Tadi gambaran gambaran yang disampaikan kita sepakati dulu ya sebenarnya APBD itu kan angka proyeksi angka asumsi. Sebenarnya APBD itu angka berproyeksi dan berasumsi.

Artinya uang di APBD itu bukan berarti uangnya yang sudah tersedia. Nah maka dari itu proses penyusunan APBD itu tentunya berawal dari sebuah perencanaan, penganggaran, pembahasan, dan penetapan.

"Saya sebagai anggota TAPD juga dengan Pak Dias (ketua Komisi II) pak Dedi Sutardi (anggota Komisi II) yang juga anggota Banggar nya. Artinya sama sama mengikuti proses ini dari proses penyusunan KUA-PPAS, proses penyampaian APBD, pembahasan dan penetapan itu dilakukan dengan kerja keras, tentunya dan mengumpulkan semua stakeholder, mengkompilasi data.

Karena yang kita lakukan dalam pembahasan itu kita berupaya semaksimal mungkin menyajikan sebuah data yang realistis terukur supaya mendapatkan proyeksi yang presisi. Itu sebenarnya semangat kita di TAPD Pemkab Purwakarta dan Banggar DPRD, sehingga menghasilkan sebuah APBD.

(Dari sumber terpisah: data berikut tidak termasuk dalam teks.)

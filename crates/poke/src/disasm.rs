//! Textual disassembly of a [`poke_runtime::PvmProgram`], backing
//! [`crate::PokeCompiler::disassemble_function`]/
//! [`crate::PokeCompiler::disassemble_expression`].
//!
//! This implementation targets the bytecode executor only and has no
//! native-code backend, so the `native` flag those two operations accept
//! is honoured only as `false`; a `true` request reports
//! [`crate::PokeError::Unsupported`] rather than silently falling back to
//! bytecode, so a host can't mistake one for the other.

use poke_runtime::{Instr, PvmProgram};
use std::fmt::Write as _;

pub fn disassemble(program: &PvmProgram) -> String {
    let mut out = String::new();
    if let Some(name) = &program.name {
        let _ = writeln!(out, "; {name}");
    }
    for (pc, instr) in program.instrs.iter().enumerate() {
        let _ = writeln!(out, "{pc:6}  {}", format_instr(instr));
    }
    out
}

/// Disassembles just the span of `program` reachable from `entry` down to
/// (and including) its matching `Return`/`Halt`, for a single function's
/// listing rather than the whole compilation unit it was compiled inside.
pub fn disassemble_from(program: &PvmProgram, entry: usize) -> String {
    let mut out = String::new();
    let mut pc = entry;
    while let Some(instr) = program.instrs.get(pc) {
        let _ = writeln!(out, "{pc:6}  {}", format_instr(instr));
        let stop = matches!(instr, Instr::Return | Instr::Halt);
        pc += 1;
        if stop {
            break;
        }
    }
    out
}

fn format_instr(instr: &Instr) -> String {
    match instr {
        Instr::PushConst(v) => format!("push {v:?}"),
        Instr::Pop => "pop".to_string(),
        Instr::Dup => "dup".to_string(),
        Instr::Swap => "swap".to_string(),
        Instr::Over => "over".to_string(),
        Instr::Add => "add".to_string(),
        Instr::Sub => "sub".to_string(),
        Instr::Mul => "mul".to_string(),
        Instr::Div => "div".to_string(),
        Instr::Mod => "mod".to_string(),
        Instr::Neg => "neg".to_string(),
        Instr::BAnd => "band".to_string(),
        Instr::BOr => "bor".to_string(),
        Instr::BXor => "bxor".to_string(),
        Instr::BNot => "bnot".to_string(),
        Instr::Shl => "shl".to_string(),
        Instr::Shr => "shr".to_string(),
        Instr::Lt => "lt".to_string(),
        Instr::Gt => "gt".to_string(),
        Instr::Le => "le".to_string(),
        Instr::Ge => "ge".to_string(),
        Instr::IsEqual => "eq".to_string(),
        Instr::NotEqual => "ne".to_string(),
        Instr::Jmp(pc) => format!("jmp {pc}"),
        Instr::Jz(pc) => format!("jz {pc}"),
        Instr::PushFrame(n) => format!("pushf {n}"),
        Instr::PopFrame => "popf".to_string(),
        Instr::PushVar { back, over } => format!("pushvar {back}, {over}"),
        Instr::PopVar { back, over } => format!("popvar {back}, {over}"),
        Instr::Register => "register".to_string(),
        Instr::Call { nargs } => format!("call {nargs}"),
        Instr::Return => "return".to_string(),
        Instr::MakeClosure { entry } => format!("closure {entry}"),
        Instr::Raise => "raise".to_string(),
        Instr::PushTry { handler } => format!("pushtry {handler}"),
        Instr::PopTry => "poptry".to_string(),
        Instr::Peek { size, signed } => format!("peek {size}, {signed}"),
        Instr::Poke { size } => format!("poke {size}"),
        Instr::SetCurIos => "setcurios".to_string(),
        Instr::PushCurIos => "pushcurios".to_string(),
        Instr::MapValue { ty } => format!("map {}", crate::decl::describe_type(ty)),
        Instr::MakeArray { elem_type, nelem } => format!("mkarray {}, {nelem}", crate::decl::describe_type(elem_type)),
        Instr::MakeStruct { struct_type, .. } => format!("mkstruct {}", crate::decl::describe_type(struct_type)),
        Instr::GetFieldIdx(i) => format!("getfield# {i}"),
        Instr::SetFieldIdx(i) => format!("setfield# {i}"),
        Instr::GetField(name) => format!("getfield {name}"),
        Instr::SetField(name) => format!("setfield {name}"),
        Instr::GetIndex => "getindex".to_string(),
        Instr::SetIndex => "setindex".to_string(),
        Instr::MakeOffset => "mkoffset".to_string(),
        Instr::ArrayLen => "arraylen".to_string(),
        Instr::Trim => "trim".to_string(),
        Instr::Incr => "incr".to_string(),
        Instr::Decr => "decr".to_string(),
        Instr::CastInt { size, signed } => format!("cast {size}, {signed}"),
        Instr::IsaCheck { ty } => format!("isa {}", crate::decl::describe_type(ty)),
        Instr::Print { newline } => format!("print {newline}"),
        Instr::Halt => "halt".to_string(),
    }
}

Namun tentunya dalam perjalanan itu meskipun kita sudah berusaha untuk melakukan analisa yang terukur terhadap data data yang ada tentunya dalam perjalanan APBD itu ada dinamika, ada regulasi yang yang muncul ditengah, terus ada proyeksi yang tidak bisa dicapai dengan maksimum, ada ketidak capaian pendapatan. mungkin saya bisa menggambarkan secara umum dalam pelaksanaan APBD 2023 setidaknya itu ada empat hal yang menjadikan proyeksi ini yang tadinya kita menganggap optimis presisi menjadi meleset.

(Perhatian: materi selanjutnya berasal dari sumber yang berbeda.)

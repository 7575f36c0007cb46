//! The IO Space (IOS) layer.
//!
//! Grounded on `original_source/poke/pk-ios.c`/`pk-ios.h`'s registry
//! shape and `libpoke.h`'s `pk_ios_*` operation set; the Rust-level shape of
//! a pluggable backing device (a small trait implemented per driver, a
//! registry keyed by integer id) follows `seq-runtime::file`/
//! `seq-runtime::io` in spirit — buffered, `Result`-returning, no panics
//! on bad input — even though neither has any notion of a bit-addressed,
//! sub-space-composable registry itself.
//!
//! This implementation requires every `pread`/`pwrite` offset and length to
//! be byte-aligned (a multiple of 8 bits); a genuinely bit-granular backing
//! device is out of proportionate scope here, and every concrete driver
//! poke itself ships (file, memory, `/proc`) is byte-addressed internally
//! in any case. The executor's `peek`/`poke` instructions (`exec.rs`) are
//! the layer that would need sub-byte packing for, e.g., a `uint<3>`
//! field — that packing happens above this layer, against a byte-aligned
//! read/write of the smallest covering byte range.

use std::cell::RefCell;
use std::collections::HashMap;
use std::fs::{File, OpenOptions};
use std::io::{Read, Seek, SeekFrom, Write};
use std::rc::Rc;

pub type IosId = i32;

#[derive(Debug, Clone, Copy, PartialEq, Eq, Default)]
pub struct IosFlags(pub u64);

impl IosFlags {
    pub const READ: u64 = 1;
    pub const WRITE: u64 = 2;
    pub const TRUNCATE: u64 = 8;
    pub const CREATE: u64 = 16;

    pub fn has(self, bit: u64) -> bool {
        self.0 & bit != 0
    }
}

#[derive(Debug, thiserror::Error, Clone, PartialEq, Eq)]
pub enum IosError {
    #[error("generic IO space error")]
    Error,
    #[error("out of memory")]
    Enomem,
    #[error("end of file")]
    Eof,
    #[error("invalid argument")]
    Einval,
    #[error("could not open handler `{0}`")]
    Eopen(String),
    #[error("no such IO space")]
    NoIos,
    #[error("invalid IO flags")]
    InvalidFlags,
    #[error("wrong permissions for this operation")]
    Permissions,
}

/// A concrete backing device, once opened. Offsets/lengths are in bits but
/// must be byte-aligned (see module docs).
pub trait IoDevice: std::fmt::Debug {
    fn pread(&mut self, buf: &mut [u8], offset_bits: u64) -> Result<(), IosError>;
    fn pwrite(&mut self, buf: &[u8], offset_bits: u64) -> Result<(), IosError>;
    fn size_bits(&self) -> u64;
    fn flush(&mut self) -> Result<(), IosError>;
}

/// A driver: knows how to recognize and open handlers of one kind (e.g.
/// `memory://`, `file://`). Mirrors `libpoke`'s nine-function-pointer IOD
/// record as a small trait instead.
pub trait Iod {
    fn name(&self) -> &'static str;
    /// Returns `Some(canonical_handler)` if this driver recognizes `handler`.
    fn recognizes(&self, handler: &str) -> bool;
    fn open(&self, handler: &str, flags: IosFlags) -> Result<Box<dyn IoDevice>, IosError>;
}

#[derive(Debug)]
struct MemoryDevice {
    buf: Rc<RefCell<Vec<u8>>>,
}

impl IoDevice for MemoryDevice {
    fn pread(&mut self, buf: &mut [u8], offset_bits: u64) -> Result<(), IosError> {
        let (offset, len) = bit_range_to_bytes(offset_bits, buf.len())?;
        let src = self.buf.borrow();
        let end = offset + len;
        if end > src.len() {
            return Err(IosError::Eof);
        }
        buf.copy_from_slice(&src[offset..end]);
        Ok(())
    }

    fn pwrite(&mut self, buf: &[u8], offset_bits: u64) -> Result<(), IosError> {
        let (offset, len) = bit_range_to_bytes(offset_bits, buf.len())?;
        let mut dst = self.buf.borrow_mut();
        let end = offset + len;
        if end > dst.len() {
            dst.resize(end, 0);
        }
        dst[offset..end].copy_from_slice(buf);
        Ok(())
    }

    fn size_bits(&self) -> u64 {
        self.buf.borrow().len() as u64 * 8
    }

    fn flush(&mut self) -> Result<(), IosError> {
        Ok(())
    }
}

/// `memory://<name>` — an in-process growable byte buffer. Each distinct
/// `name` opened for the first time gets a fresh, empty buffer; opening the
/// same name again while it is still registered would be a `search` hit
/// handled by the registry, not by this driver.
pub struct MemoryIod;

impl Iod for MemoryIod {
    fn name(&self) -> &'static str {
        "memory"
    }

    fn recognizes(&self, handler: &str) -> bool {
        handler.starts_with("memory://")
    }

    fn open(&self, _handler: &str, _flags: IosFlags) -> Result<Box<dyn IoDevice>, IosError> {
        Ok(Box::new(MemoryDevice {
            buf: Rc::new(RefCell::new(Vec::new())),
        }))
    }
}

#[derive(Debug)]
struct FileDevice {
    file: File,
}

impl IoDevice for FileDevice {
    fn pread(&mut self, buf: &mut [u8], offset_bits: u64) -> Result<(), IosError> {
        let (offset, _len) = bit_range_to_bytes(offset_bits, buf.len())?;
        self.file
            .seek(SeekFrom::Start(offset as u64))
            .map_err(|_| IosError::Error)?;
        self.file.read_exact(buf).map_err(|e| {
            if e.kind() == std::io::ErrorKind::UnexpectedEof {
                IosError::Eof
            } else {
                IosError::Error
            }
        })
    }

    fn pwrite(&mut self, buf: &[u8], offset_bits: u64) -> Result<(), IosError> {
        let (offset, _len) = bit_range_to_bytes(offset_bits, buf.len())?;
        self.file
            .seek(SeekFrom::Start(offset as u64))
            .map_err(|_| IosError::Error)?;
        self.file.write_all(buf).map_err(|_| IosError::Error)
    }

    fn size_bits(&self) -> u64 {
        self.file.metadata().map(|m| m.len() * 8).unwrap_or(0)
    }

    fn flush(&mut self) -> Result<(), IosError> {
        self.file.flush().map_err(|_| IosError::Error)
    }
}

/// `file://<path>` — a real file on disk.
pub struct FileIod;

impl Iod for FileIod {
    fn name(&self) -> &'static str {
        "file"
    }

    fn recognizes(&self, handler: &str) -> bool {
        handler.starts_with("file://")
    }

    fn open(&self, handler: &str, flags: IosFlags) -> Result<Box<dyn IoDevice>, IosError> {
        let path = handler.strip_prefix("file://").unwrap_or(handler);
        let file = OpenOptions::new()
            .read(true)
            .write(flags.has(IosFlags::WRITE))
            .create(flags.has(IosFlags::CREATE))
            .truncate(flags.has(IosFlags::TRUNCATE))
            .open(path)
            .map_err(|_| IosError::Eopen(handler.to_string()))?;
        Ok(Box::new(FileDevice { file }))
    }
}

fn bit_range_to_bytes(offset_bits: u64, len_bytes: usize) -> Result<(usize, usize), IosError> {
    if offset_bits % 8 != 0 {
        return Err(IosError::Einval);
    }
    Ok(((offset_bits / 8) as usize, len_bytes))
}

type SharedDevice = Rc<RefCell<Box<dyn IoDevice>>>;

struct SubDevice {
    base: SharedDevice,
    base_offset_bits: u64,
    size_bits: u64,
}

impl std::fmt::Debug for SubDevice {
    fn fmt(&self, f: &mut std::fmt::Formatter<'_>) -> std::fmt::Result {
        write!(f, "SubDevice(base_offset_bits={})", self.base_offset_bits)
    }
}

impl IoDevice for SubDevice {
    fn pread(&mut self, buf: &mut [u8], offset_bits: u64) -> Result<(), IosError> {
        if offset_bits + (buf.len() as u64 * 8) > self.size_bits {
            return Err(IosError::Eof);
        }
        self.base
            .borrow_mut()
            .pread(buf, self.base_offset_bits + offset_bits)
    }

    fn pwrite(&mut self, buf: &[u8], offset_bits: u64) -> Result<(), IosError> {
        if offset_bits + (buf.len() as u64 * 8) > self.size_bits {
            return Err(IosError::Eof);
        }
        self.base
            .borrow_mut()
            .pwrite(buf, self.base_offset_bits + offset_bits)
    }

    fn size_bits(&self) -> u64 {
        self.size_bits
    }

    fn flush(&mut self) -> Result<(), IosError> {
        self.base.borrow_mut().flush()
    }
}

struct IosEntry {
    handler: String,
    flags: IosFlags,
    bias: u64,
    device: SharedDevice,
    base_id: Option<IosId>,
}

/// The registry of open IO spaces for one compiler instance.
pub struct IosRegistry {
    drivers: Vec<Box<dyn Iod>>,
    spaces: HashMap<IosId, IosEntry>,
    next_id: IosId,
    current: Option<IosId>,
}

impl Default for IosRegistry {
    fn default() -> Self {
        let mut reg = IosRegistry {
            drivers: Vec::new(),
            spaces: HashMap::new(),
            next_id: 0,
            current: None,
        };
        reg.register_iod(Box::new(MemoryIod));
        reg.register_iod(Box::new(FileIod));
        reg
    }
}

/// Handler grammar for a sub-space: `sub://<base_id>/<hex_base>/<hex_size>/<name>`.
fn parse_sub_handler(handler: &str) -> Option<(IosId, u64, u64, &str)> {
    let rest = handler.strip_prefix("sub://")?;
    let mut parts = rest.splitn(4, '/');
    let base_id: IosId = parts.next()?.parse().ok()?;
    let base = u64::from_str_radix(parts.next()?.trim_start_matches("0x"), 16).ok()?;
    let size = u64::from_str_radix(parts.next()?.trim_start_matches("0x"), 16).ok()?;
    let name = parts.next().unwrap_or("");
    Some((base_id, base, size, name))
}

impl IosRegistry {
    pub fn register_iod(&mut self, iod: Box<dyn Iod>) {
        self.drivers.push(iod);
    }

    pub fn open(
        &mut self,
        handler: &str,
        flags: IosFlags,
        set_cur: bool,
    ) -> Result<IosId, IosError> {
        let device: SharedDevice = if let Some((base_id, base, size, _name)) =
            parse_sub_handler(handler)
        {
            let base_entry = self.spaces.get(&base_id).ok_or(IosError::NoIos)?;
            Rc::new(RefCell::new(Box::new(SubDevice {
                base: base_entry.device.clone(),
                base_offset_bits: base,
                size_bits: size,
            })))
        } else {
            let driver = self
                .drivers
                .iter()
                .find(|d| d.recognizes(handler))
                .ok_or_else(|| IosError::Eopen(handler.to_string()))?;
            Rc::new(RefCell::new(driver.open(handler, flags)?))
        };

        let base_id = parse_sub_handler(handler).map(|(b, _, _, _)| b);
        let id = self.next_id;
        self.next_id += 1;
        self.spaces.insert(
            id,
            IosEntry {
                handler: handler.to_string(),
                flags,
                bias: 0,
                device,
                base_id,
            },
        );
        if set_cur {
            self.current = Some(id);
        }
        Ok(id)
    }

    /// Closes `io`, and recursively every open space whose handler begins
    /// `sub://<io>/`.
    pub fn close(&mut self, io: IosId) {
        let children: Vec<IosId> = self
            .spaces
            .iter()
            .filter(|(_, e)| e.base_id == Some(io))
            .map(|(id, _)| *id)
            .collect();
        for child in children {
            self.close(child);
        }
        self.spaces.remove(&io);
        if self.current == Some(io) {
            self.current = None;
        }
    }

    pub fn cur(&self) -> Option<IosId> {
        self.current
    }

    pub fn set_cur(&mut self, io: IosId) -> Result<(), IosError> {
        if !self.spaces.contains_key(&io) {
            return Err(IosError::NoIos);
        }
        self.current = Some(io);
        Ok(())
    }

    pub fn search(&self, handler: &str) -> Option<IosId> {
        self.spaces
            .iter()
            .find(|(_, e)| e.handler == handler)
            .map(|(id, _)| *id)
    }

    pub fn search_by_id(&self, id: IosId) -> Option<IosId> {
        self.spaces.contains_key(&id).then_some(id)
    }

    pub fn handler(&self, io: IosId) -> Option<&str> {
        self.spaces.get(&io).map(|e| e.handler.as_str())
    }

    pub fn size_bits(&self, io: IosId) -> Option<u64> {
        self.spaces.get(&io).map(|e| e.device.borrow().size_bits())
    }

    pub fn flags(&self, io: IosId) -> Option<IosFlags> {
        self.spaces.get(&io).map(|e| e.flags)
    }

    pub fn bias(&self, io: IosId) -> Option<u64> {
        self.spaces.get(&io).map(|e| e.bias)
    }

    pub fn map<F: FnMut(IosId)>(&self, mut callback: F) {
        for id in self.spaces.keys() {
            callback(*id);
        }
    }

    pub fn pread(&self, io: IosId, buf: &mut [u8], offset_bits: u64) -> Result<(), IosError> {
        let entry = self.spaces.get(&io).ok_or(IosError::NoIos)?;
        entry
            .device
            .borrow_mut()
            .pread(buf, entry.bias + offset_bits)
    }

    pub fn pwrite(&self, io: IosId, buf: &[u8], offset_bits: u64) -> Result<(), IosError> {
        let entry = self.spaces.get(&io).ok_or(IosError::NoIos)?;
        entry
            .device
            .borrow_mut()
            .pwrite(buf, entry.bias + offset_bits)
    }
}

#[cfg(test)]
mod tests {
    use super::*;

    #[test]
    fn memory_ios_roundtrips_through_registry() {
        let mut reg = IosRegistry::default();
        let id = reg
            .open("memory://scratch", IosFlags(IosFlags::READ | IosFlags::WRITE), true)
            .unwrap();
        reg.pwrite(id, &0xdeadbeefu32.to_le_bytes(), 0).unwrap();
        let mut buf = [0u8; 4];
        reg.pread(id, &mut buf, 0).unwrap();
        assert_eq!(u32::from_le_bytes(buf), 0xdeadbeef);
    }

    #[test]
    fn sub_ios_bounds_and_offset() {
        let mut reg = IosRegistry::default();
        let base = reg.open("memory://base", IosFlags(IosFlags::WRITE), false).unwrap();
        reg.pwrite(base, &[1, 2, 3, 4, 5, 6, 7, 8], 0).unwrap();
        let sub_handler = format!("sub://{base}/0x8/0x4/window");
        let sub = reg.open(&sub_handler, IosFlags::default(), false).unwrap();
        let mut buf = [0u8; 4];
        reg.pread(sub, &mut buf, 0).unwrap();
        assert_eq!(buf, [5, 6, 7, 8]);
        // reading past `size` on the sub-IOS is EOF, not a read into the base
        let mut out = [0u8; 4];
        assert_eq!(reg.pread(sub, &mut out, 8).unwrap_err(), IosError::Eof);
    }

    #[test]
    fn closing_base_closes_subspaces() {
        let mut reg = IosRegistry::default();
        let base = reg.open("memory://base", IosFlags::default(), false).unwrap();
        let s1 = reg
            .open(&format!("sub://{base}/0x0/0x4/a"), IosFlags::default(), false)
            .unwrap();
        let s2 = reg
            .open(&format!("sub://{base}/0x4/0x4/b"), IosFlags::default(), false)
            .unwrap();
        reg.close(base);
        assert!(reg.search_by_id(base).is_none());
        assert!(reg.search_by_id(s1).is_none());
        assert!(reg.search_by_id(s2).is_none());
    }

    #[test]
    fn file_ios_roundtrips() {
        let tmp = tempfile::NamedTempFile::new().unwrap();
        let path = tmp.path().to_str().unwrap().to_string();
        let mut reg = IosRegistry::default();
        let id = reg
            .open(
                &format!("file://{path}"),
                IosFlags(IosFlags::READ | IosFlags::WRITE),
                true,
            )
            .unwrap();
        reg.pwrite(id, b"poke", 0).unwrap();
        let mut buf = [0u8; 4];
        reg.pread(id, &mut buf, 0).unwrap();
        assert_eq!(&buf, b"poke");
    }

    #[test]
    fn endianness_roundtrip_le_vs_be() {
        let mut reg = IosRegistry::default();
        let id = reg.open("memory://e", IosFlags(IosFlags::WRITE), false).unwrap();
        reg.pwrite(id, &0x1234u16.to_le_bytes(), 0).unwrap();
        let mut buf = [0u8; 2];
        reg.pread(id, &mut buf, 0).unwrap();
        assert_eq!(buf, [0x34, 0x12]);

        let id2 = reg.open("memory://e2", IosFlags(IosFlags::WRITE), false).unwrap();
        reg.pwrite(id2, &0x1234u16.to_be_bytes(), 0).unwrap();
        let mut buf2 = [0u8; 2];
        reg.pread(id2, &mut buf2, 0).unwrap();
        assert_eq!(buf2, [0x12, 0x34]);
    }
}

Pertama adalah terkait regulasi peraturan menteri keuangan 212 dan 211. Ini baru diberlakukan tahun 2023 dimana tahun-tahun sebelumnya DAU itu adalah Dana Alokasi Umum yang boleh digunakan oleh daerah secara fleksibel. Artinya tidak ada pengaturan, bisa dipake untuk apa saja, bisa dipakai gajian, bisa dipakai pembangunan dan lain-lain.

Nah dengan adanya peraturan menteri keuangan itu disitu ditegaskan bahwa DAU itu dibagi dua. DAU specific grant dan block grant. DAU block grant boleh fleksibel tapi DAU yang specific grant itu tidak boleh dibayarkan diluar Peraturan Menteri Keuangan (PMK) dan hanya bisa dibayarkan untuk pendidikan, kesehatan, pekerjaan umum, dan penggajian PPPK. Terkunci sehingga kita tidak lagi fleksible mengatur keuangan DAU specific.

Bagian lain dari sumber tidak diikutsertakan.